### [EXERCISE]
Reading the data below, count the lines that carry the string "quad". Give nothing but the count.

Start of WORKING DATA

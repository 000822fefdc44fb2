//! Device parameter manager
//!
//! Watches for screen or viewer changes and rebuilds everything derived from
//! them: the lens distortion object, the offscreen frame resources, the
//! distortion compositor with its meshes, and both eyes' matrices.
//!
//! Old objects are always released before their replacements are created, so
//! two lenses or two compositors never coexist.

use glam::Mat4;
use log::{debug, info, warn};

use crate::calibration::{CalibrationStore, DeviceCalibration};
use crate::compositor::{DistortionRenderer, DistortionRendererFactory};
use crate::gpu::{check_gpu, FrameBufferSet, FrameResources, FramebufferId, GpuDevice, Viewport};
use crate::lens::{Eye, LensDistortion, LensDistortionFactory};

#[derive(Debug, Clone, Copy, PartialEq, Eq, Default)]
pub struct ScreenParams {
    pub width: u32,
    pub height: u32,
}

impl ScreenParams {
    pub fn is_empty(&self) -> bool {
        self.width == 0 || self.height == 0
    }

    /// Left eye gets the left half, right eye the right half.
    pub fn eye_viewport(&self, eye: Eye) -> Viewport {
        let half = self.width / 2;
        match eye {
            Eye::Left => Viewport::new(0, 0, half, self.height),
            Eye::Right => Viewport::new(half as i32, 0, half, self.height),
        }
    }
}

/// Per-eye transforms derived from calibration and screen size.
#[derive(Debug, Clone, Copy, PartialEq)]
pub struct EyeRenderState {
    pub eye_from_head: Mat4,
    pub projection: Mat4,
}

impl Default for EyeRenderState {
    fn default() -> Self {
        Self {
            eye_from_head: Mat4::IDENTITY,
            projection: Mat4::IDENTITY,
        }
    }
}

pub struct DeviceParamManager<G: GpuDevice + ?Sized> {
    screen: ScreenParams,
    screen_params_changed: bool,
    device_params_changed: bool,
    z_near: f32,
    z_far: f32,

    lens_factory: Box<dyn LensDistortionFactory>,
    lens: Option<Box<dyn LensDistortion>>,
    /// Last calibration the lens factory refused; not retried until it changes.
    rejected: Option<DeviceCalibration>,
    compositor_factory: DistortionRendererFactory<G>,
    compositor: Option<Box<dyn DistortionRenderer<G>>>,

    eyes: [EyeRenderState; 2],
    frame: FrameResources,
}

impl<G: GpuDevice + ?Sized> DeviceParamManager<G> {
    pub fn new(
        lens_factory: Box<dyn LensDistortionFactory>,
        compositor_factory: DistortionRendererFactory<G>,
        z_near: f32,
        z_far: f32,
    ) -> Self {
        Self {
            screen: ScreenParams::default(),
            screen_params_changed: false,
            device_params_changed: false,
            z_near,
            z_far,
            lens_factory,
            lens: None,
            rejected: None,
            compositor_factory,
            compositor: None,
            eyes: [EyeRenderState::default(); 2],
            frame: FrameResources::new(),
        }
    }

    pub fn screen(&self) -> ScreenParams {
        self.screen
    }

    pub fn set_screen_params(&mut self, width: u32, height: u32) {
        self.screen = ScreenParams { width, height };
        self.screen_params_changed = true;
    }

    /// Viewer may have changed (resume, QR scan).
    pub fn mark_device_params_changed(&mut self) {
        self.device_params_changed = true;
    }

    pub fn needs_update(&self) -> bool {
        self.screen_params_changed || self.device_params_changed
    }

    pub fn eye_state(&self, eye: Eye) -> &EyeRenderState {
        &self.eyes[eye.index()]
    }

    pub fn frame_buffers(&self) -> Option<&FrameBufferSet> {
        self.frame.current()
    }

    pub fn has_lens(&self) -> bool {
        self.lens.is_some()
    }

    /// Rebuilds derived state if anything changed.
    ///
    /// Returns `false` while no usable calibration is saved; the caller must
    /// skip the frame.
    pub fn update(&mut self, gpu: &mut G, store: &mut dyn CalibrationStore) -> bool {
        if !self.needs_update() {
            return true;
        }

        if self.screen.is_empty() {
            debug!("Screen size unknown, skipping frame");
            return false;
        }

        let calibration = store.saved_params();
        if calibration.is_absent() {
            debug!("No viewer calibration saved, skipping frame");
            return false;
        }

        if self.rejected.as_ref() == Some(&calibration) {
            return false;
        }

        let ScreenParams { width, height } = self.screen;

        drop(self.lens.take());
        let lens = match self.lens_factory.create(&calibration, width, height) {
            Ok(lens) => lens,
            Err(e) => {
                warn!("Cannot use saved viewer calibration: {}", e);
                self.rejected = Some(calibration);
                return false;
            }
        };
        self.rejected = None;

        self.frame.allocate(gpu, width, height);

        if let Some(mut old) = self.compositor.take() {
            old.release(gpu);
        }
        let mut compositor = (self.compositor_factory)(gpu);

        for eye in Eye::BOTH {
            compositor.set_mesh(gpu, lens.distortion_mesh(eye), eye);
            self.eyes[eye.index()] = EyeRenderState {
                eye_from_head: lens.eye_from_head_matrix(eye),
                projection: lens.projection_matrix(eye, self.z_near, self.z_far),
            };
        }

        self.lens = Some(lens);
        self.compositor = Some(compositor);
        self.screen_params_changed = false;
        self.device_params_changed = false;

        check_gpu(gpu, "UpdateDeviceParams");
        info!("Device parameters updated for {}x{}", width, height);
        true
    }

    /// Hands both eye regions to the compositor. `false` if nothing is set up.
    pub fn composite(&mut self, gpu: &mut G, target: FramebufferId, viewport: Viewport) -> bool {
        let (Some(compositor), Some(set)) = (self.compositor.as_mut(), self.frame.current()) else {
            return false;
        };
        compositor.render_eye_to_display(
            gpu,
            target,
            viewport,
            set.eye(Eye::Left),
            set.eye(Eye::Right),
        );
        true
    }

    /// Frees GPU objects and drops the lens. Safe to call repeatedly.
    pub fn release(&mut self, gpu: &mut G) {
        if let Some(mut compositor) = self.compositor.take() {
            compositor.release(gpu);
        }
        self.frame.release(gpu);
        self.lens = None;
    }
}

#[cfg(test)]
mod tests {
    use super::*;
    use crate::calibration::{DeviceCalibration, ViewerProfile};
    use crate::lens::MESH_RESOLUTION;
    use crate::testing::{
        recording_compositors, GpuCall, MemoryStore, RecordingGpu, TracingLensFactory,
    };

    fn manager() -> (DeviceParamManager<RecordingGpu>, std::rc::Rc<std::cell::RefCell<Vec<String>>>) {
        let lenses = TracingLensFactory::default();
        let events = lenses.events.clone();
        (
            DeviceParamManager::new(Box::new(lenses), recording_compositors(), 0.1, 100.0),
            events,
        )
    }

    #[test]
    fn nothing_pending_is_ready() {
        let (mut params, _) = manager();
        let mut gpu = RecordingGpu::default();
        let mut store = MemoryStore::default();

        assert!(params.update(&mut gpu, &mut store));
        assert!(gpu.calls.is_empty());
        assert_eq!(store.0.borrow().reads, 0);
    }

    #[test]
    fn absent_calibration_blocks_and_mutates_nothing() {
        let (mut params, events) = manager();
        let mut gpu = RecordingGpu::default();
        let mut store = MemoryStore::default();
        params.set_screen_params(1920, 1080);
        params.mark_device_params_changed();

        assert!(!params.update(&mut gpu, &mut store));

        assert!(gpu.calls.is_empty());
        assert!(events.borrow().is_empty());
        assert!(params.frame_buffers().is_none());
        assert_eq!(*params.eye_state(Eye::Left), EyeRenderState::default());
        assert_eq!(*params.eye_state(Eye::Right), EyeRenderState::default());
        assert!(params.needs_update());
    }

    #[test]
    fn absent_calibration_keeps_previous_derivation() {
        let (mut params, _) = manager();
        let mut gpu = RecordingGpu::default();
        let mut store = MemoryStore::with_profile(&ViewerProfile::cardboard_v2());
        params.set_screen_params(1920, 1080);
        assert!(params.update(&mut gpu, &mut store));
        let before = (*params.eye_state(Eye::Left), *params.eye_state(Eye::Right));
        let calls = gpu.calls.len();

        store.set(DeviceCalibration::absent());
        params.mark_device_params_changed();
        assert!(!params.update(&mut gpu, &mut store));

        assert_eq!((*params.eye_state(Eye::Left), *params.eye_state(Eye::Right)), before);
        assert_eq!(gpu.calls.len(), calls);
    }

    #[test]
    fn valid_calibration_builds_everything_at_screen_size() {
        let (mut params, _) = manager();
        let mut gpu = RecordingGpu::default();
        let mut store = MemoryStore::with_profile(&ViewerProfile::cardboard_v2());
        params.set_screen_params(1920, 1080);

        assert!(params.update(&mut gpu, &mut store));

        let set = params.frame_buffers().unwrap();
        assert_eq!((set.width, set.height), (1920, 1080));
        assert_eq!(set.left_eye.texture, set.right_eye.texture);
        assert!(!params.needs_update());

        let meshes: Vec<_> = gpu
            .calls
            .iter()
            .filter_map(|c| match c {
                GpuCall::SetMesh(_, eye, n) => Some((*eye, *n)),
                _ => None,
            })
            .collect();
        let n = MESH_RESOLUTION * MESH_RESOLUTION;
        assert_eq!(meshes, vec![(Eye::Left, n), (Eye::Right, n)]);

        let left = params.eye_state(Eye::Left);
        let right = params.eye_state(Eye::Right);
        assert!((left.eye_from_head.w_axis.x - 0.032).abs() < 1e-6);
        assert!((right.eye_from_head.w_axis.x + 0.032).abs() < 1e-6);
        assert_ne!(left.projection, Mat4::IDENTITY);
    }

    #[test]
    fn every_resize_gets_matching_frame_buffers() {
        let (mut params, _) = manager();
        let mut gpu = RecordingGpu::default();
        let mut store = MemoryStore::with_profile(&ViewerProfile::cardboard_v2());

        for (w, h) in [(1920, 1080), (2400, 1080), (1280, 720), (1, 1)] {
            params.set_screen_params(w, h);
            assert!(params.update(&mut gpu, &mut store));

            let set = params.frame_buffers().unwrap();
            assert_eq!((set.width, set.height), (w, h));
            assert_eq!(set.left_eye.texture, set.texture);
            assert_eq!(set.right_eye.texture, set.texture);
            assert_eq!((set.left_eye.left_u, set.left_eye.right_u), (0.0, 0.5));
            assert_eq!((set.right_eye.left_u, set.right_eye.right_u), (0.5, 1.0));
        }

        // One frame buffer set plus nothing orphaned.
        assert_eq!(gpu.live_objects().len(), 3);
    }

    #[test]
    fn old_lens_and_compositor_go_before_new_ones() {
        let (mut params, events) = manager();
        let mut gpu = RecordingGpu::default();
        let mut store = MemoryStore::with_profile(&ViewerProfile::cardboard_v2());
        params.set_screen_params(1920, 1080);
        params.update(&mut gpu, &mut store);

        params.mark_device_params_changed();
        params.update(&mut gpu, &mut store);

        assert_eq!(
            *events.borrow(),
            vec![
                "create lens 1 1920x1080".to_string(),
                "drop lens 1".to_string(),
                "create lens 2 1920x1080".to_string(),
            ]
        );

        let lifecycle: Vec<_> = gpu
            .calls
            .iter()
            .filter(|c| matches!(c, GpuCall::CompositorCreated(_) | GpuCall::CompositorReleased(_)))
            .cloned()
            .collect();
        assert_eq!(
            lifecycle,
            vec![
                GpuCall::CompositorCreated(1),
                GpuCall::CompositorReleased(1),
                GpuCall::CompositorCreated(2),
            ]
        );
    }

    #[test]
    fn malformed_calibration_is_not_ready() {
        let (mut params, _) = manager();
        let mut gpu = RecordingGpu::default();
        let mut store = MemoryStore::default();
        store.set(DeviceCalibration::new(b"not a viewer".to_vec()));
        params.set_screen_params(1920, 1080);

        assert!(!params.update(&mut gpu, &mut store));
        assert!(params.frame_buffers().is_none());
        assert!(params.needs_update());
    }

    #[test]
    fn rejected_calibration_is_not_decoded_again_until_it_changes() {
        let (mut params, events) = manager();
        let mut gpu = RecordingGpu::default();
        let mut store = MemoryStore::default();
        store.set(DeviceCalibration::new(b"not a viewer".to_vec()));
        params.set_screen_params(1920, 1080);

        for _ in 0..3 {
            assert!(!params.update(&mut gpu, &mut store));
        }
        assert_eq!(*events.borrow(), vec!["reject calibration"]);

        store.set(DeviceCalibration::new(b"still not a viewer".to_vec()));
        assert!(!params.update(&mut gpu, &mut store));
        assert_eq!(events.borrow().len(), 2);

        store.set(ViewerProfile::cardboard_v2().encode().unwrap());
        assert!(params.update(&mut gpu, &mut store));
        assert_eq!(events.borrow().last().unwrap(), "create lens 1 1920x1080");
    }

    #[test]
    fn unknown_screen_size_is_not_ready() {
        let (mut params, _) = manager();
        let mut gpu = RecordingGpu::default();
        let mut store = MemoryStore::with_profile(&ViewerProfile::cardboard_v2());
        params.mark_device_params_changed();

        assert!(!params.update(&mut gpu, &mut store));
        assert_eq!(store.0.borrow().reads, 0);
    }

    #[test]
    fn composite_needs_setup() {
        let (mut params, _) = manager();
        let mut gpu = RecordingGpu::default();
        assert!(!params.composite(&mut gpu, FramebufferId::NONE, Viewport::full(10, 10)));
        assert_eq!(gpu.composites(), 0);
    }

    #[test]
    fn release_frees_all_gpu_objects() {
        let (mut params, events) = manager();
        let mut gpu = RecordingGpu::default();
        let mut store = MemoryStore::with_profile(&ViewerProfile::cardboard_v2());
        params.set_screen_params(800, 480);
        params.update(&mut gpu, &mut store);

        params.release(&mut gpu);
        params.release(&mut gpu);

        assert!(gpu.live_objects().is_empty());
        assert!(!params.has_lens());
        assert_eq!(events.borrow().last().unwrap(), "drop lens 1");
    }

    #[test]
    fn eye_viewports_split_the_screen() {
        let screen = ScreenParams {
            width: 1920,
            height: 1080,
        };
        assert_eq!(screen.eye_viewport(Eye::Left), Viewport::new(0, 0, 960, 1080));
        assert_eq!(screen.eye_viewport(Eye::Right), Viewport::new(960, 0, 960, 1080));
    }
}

End of WORKING DATA
Start of WORKING DATA

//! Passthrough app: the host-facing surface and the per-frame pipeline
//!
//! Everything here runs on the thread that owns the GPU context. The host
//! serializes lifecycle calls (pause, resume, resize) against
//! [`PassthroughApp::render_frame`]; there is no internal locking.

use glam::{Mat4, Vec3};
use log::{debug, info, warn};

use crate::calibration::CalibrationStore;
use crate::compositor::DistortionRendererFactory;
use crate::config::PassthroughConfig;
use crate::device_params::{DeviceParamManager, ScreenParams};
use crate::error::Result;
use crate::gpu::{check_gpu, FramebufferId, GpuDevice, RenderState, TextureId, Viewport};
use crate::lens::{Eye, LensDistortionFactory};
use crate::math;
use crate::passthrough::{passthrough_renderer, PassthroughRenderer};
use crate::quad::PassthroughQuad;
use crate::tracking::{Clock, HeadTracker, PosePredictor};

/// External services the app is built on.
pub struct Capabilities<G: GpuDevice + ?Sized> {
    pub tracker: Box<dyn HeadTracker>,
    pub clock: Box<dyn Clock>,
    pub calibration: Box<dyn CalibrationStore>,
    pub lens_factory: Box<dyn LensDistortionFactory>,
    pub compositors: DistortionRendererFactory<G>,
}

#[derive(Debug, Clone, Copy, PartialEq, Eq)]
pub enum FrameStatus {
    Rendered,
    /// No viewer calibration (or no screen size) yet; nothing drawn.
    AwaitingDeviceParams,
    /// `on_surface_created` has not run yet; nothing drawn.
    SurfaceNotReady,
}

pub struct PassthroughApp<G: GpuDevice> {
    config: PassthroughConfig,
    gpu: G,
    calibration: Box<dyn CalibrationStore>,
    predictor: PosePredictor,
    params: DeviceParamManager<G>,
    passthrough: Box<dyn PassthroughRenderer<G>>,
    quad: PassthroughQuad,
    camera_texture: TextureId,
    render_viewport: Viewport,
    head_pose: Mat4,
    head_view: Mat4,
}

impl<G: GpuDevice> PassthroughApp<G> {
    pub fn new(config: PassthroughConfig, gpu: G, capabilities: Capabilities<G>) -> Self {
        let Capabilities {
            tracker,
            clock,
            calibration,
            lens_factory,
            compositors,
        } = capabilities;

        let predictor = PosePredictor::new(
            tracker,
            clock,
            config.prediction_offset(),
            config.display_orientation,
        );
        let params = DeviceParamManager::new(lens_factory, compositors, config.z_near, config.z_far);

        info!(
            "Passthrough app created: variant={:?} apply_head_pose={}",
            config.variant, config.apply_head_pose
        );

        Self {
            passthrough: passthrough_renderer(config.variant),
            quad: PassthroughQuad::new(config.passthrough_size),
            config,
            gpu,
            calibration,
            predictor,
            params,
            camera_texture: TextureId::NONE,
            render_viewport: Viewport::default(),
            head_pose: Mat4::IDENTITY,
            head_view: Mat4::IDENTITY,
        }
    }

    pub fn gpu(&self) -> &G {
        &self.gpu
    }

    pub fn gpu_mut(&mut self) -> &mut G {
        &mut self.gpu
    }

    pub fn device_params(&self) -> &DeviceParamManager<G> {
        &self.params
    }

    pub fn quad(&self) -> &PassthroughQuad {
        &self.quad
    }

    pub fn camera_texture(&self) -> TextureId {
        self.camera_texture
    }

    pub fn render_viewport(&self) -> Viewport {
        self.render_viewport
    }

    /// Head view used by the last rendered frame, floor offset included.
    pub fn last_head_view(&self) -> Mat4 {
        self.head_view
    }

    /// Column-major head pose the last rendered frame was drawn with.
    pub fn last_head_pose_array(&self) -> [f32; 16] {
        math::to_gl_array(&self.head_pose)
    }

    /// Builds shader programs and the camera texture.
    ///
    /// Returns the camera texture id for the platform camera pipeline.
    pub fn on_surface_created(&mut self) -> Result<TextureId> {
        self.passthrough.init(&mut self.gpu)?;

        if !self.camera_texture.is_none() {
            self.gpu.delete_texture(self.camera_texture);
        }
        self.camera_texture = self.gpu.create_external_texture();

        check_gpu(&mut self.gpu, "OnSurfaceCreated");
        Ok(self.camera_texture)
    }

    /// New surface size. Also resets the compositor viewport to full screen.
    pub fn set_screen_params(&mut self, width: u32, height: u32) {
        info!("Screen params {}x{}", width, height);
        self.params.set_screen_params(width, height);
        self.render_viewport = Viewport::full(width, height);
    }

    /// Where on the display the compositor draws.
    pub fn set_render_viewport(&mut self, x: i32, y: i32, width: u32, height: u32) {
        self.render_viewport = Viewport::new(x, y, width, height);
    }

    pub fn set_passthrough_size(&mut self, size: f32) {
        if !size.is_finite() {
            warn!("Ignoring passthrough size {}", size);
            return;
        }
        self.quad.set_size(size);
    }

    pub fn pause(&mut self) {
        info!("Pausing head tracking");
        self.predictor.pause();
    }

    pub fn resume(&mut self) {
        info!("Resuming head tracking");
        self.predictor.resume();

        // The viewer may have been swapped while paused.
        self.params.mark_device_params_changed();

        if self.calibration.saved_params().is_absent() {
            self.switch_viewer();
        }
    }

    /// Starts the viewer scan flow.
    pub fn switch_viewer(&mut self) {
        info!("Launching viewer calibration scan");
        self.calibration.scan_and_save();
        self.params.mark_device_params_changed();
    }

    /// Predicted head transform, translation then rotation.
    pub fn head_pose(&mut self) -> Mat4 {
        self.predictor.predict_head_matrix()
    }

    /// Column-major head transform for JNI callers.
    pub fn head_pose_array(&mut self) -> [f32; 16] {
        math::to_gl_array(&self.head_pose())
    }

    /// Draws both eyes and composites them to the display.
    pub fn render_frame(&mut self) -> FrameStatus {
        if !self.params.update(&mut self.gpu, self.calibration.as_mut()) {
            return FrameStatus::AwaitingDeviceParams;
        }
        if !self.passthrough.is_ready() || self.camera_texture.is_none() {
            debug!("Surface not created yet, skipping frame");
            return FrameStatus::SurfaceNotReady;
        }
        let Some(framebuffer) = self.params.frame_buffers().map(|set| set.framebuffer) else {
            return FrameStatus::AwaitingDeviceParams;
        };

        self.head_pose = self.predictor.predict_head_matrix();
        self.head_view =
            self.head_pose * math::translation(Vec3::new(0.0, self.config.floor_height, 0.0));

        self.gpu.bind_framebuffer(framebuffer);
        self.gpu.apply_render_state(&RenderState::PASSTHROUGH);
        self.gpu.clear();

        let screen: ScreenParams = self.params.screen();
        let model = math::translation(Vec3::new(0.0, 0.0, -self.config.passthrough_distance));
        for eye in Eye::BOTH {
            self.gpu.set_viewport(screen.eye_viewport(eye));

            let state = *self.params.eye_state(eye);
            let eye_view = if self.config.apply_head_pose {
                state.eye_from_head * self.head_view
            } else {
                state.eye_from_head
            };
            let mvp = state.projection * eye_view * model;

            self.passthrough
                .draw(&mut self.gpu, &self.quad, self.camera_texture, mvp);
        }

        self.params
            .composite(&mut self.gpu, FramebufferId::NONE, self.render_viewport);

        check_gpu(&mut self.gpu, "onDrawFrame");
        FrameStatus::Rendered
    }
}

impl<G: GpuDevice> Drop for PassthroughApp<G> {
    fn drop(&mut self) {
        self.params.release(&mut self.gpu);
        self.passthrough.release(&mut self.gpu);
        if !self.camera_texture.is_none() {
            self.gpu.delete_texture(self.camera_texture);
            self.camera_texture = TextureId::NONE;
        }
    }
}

End of WORKING DATA

### [RESPONSE AREA]
7